You should know if your tap water is hard or soft so you can adjust it if necessary for your aquarium. Hard water has a high content of certain minerals -- magnesium, calcium and iron salts -- and soft water does not.
The biggest concern with tap water, though, is what the city water department puts in it. Most municipal water companies add chlorine or chloramine to the water to kill certain bacteria that are harmful to people. Unfortunately, these chemicals are themselves harmful to fish and must be removed from the water.
Every pet store has a selection of chemicals that will easily dechlorinate the water. For dealing with chloramine, however, you need something a little different.

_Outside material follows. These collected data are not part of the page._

//! Shared helpers for integration tests.

#![allow(dead_code)]

use chrono::Duration;
use ripmarket_backend::auth::{Actor, Role};
use ripmarket_backend::models::{Auction, Bid};
use ripmarket_backend::services::{BidRequest, CreateAuction};
use ripmarket_backend::{AppConfig, AppResult, AppState};
use rust_decimal::Decimal;
use uuid::Uuid;

/// Build an isolated application state with a throwaway audit log directory.
pub fn test_state() -> AppState {
    let config = AppConfig {
        audit_log_dir: std::env::temp_dir().join(format!("ripmarket-test-{}", Uuid::new_v4())),
        ..AppConfig::default()
    };
    AppState::new(config).expect("test state should initialize")
}

pub fn admin() -> Actor {
    Actor::new(Uuid::new_v4(), Role::Admin)
}

pub fn seller() -> Actor {
    Actor::new(Uuid::new_v4(), Role::Seller)
}

pub fn buyer() -> Actor {
    Actor::new(Uuid::new_v4(), Role::User)
}

pub fn dec(n: i64) -> Decimal {
    Decimal::new(n, 0)
}

/// Credit a user's available balance through an admin adjustment.
pub async fn seed_balance(state: &AppState, user_id: Uuid, amount: i64) {
    state
        .balance_repo
        .adjust(user_id, dec(amount), "test seed", Uuid::new_v4())
        .await
        .expect("seeding balance should succeed");
}

/// Create an auction that started a minute ago and runs for an hour.
pub async fn create_active_auction(
    state: &AppState,
    seller: Actor,
    starting_price: i64,
    bid_increment: i64,
    reserve_price: Option<i64>,
) -> Auction {
    let now = chrono::Utc::now().naive_utc();
    let input = CreateAuction {
        slug: format!("lot-{}", Uuid::new_v4()),
        shop_id: Uuid::new_v4(),
        title: "Test Lot".to_string(),
        description: None,
        starting_price: dec(starting_price),
        reserve_price: reserve_price.map(dec),
        bid_increment: dec(bid_increment),
        start_time: now - Duration::minutes(1),
        end_time: now + Duration::hours(1),
    };
    state
        .auction_service
        .create(seller, input)
        .await
        .expect("auction creation should succeed")
}

/// Create an auction that opens an hour from now.
pub async fn create_scheduled_auction(
    state: &AppState,
    seller: Actor,
    starting_price: i64,
    bid_increment: i64,
) -> Auction {
    let now = chrono::Utc::now().naive_utc();
    let input = CreateAuction {
        slug: format!("lot-{}", Uuid::new_v4()),
        shop_id: Uuid::new_v4(),
        title: "Scheduled Lot".to_string(),
        description: None,
        starting_price: dec(starting_price),
        reserve_price: None,
        bid_increment: dec(bid_increment),
        start_time: now + Duration::hours(1),
        end_time: now + Duration::hours(2),
    };
    state
        .auction_service
        .create(seller, input)
        .await
        .expect("auction creation should succeed")
}

/// Place a plain (non-proxy) bid.
pub async fn place_bid(
    state: &AppState,
    auction_id: Uuid,
    user_id: Uuid,
    amount: i64,
) -> AppResult<Bid> {
    state
        .bidding_service
        .place_bid(
            auction_id,
            BidRequest {
                user_id,
                amount: dec(amount),
                is_auto_bid: false,
                max_auto_bid_amount: None,
            },
        )
        .await
}

/// Place a bid carrying a proxy ceiling.
pub async fn place_auto_bid(
    state: &AppState,
    auction_id: Uuid,
    user_id: Uuid,
    amount: i64,
    ceiling: i64,
) -> AppResult<Bid> {
    state
        .bidding_service
        .place_bid(
            auction_id,
            BidRequest {
                user_id,
                amount: dec(amount),
                is_auto_bid: true,
                max_auto_bid_amount: Some(dec(ceiling)),
            },
        )
        .await
}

Chloramine is a combination of chlorine and ammonia. When a normal dechlorinator is used at double the recommended amount, it will break the bond between these two compounds, neutralizing the chlorine but releasing the ammonia. The added ammonia may be more than the nitrifying bacteria in your tank's biological filter can handle.
The only way to handle this problem is to use a one-step water conditioner designed to handle chloramine. This product will break the bond between chlorine and ammonia and neutralize both.
The easiest way to determine what your local water company is adding to the water is to call them and ask. Be aware, however, that cities using chlorine may suddenly switch to chloramine, which could cause problems if your tank doesn't have effective biological filtration or is overcrowded.
If you have well water, you might consider having it checked by a professional laboratory. Although there will be no chlorine or chloramine in the water, it may contain high levels of iron or other substances that could prove harmful to your fish.
In areas with farming, well water sometimes contains high levels of nitrates, which only add to the levels already in the tank from the nitrogen cycle. These nitrates come from the fertilizers used on farm crops.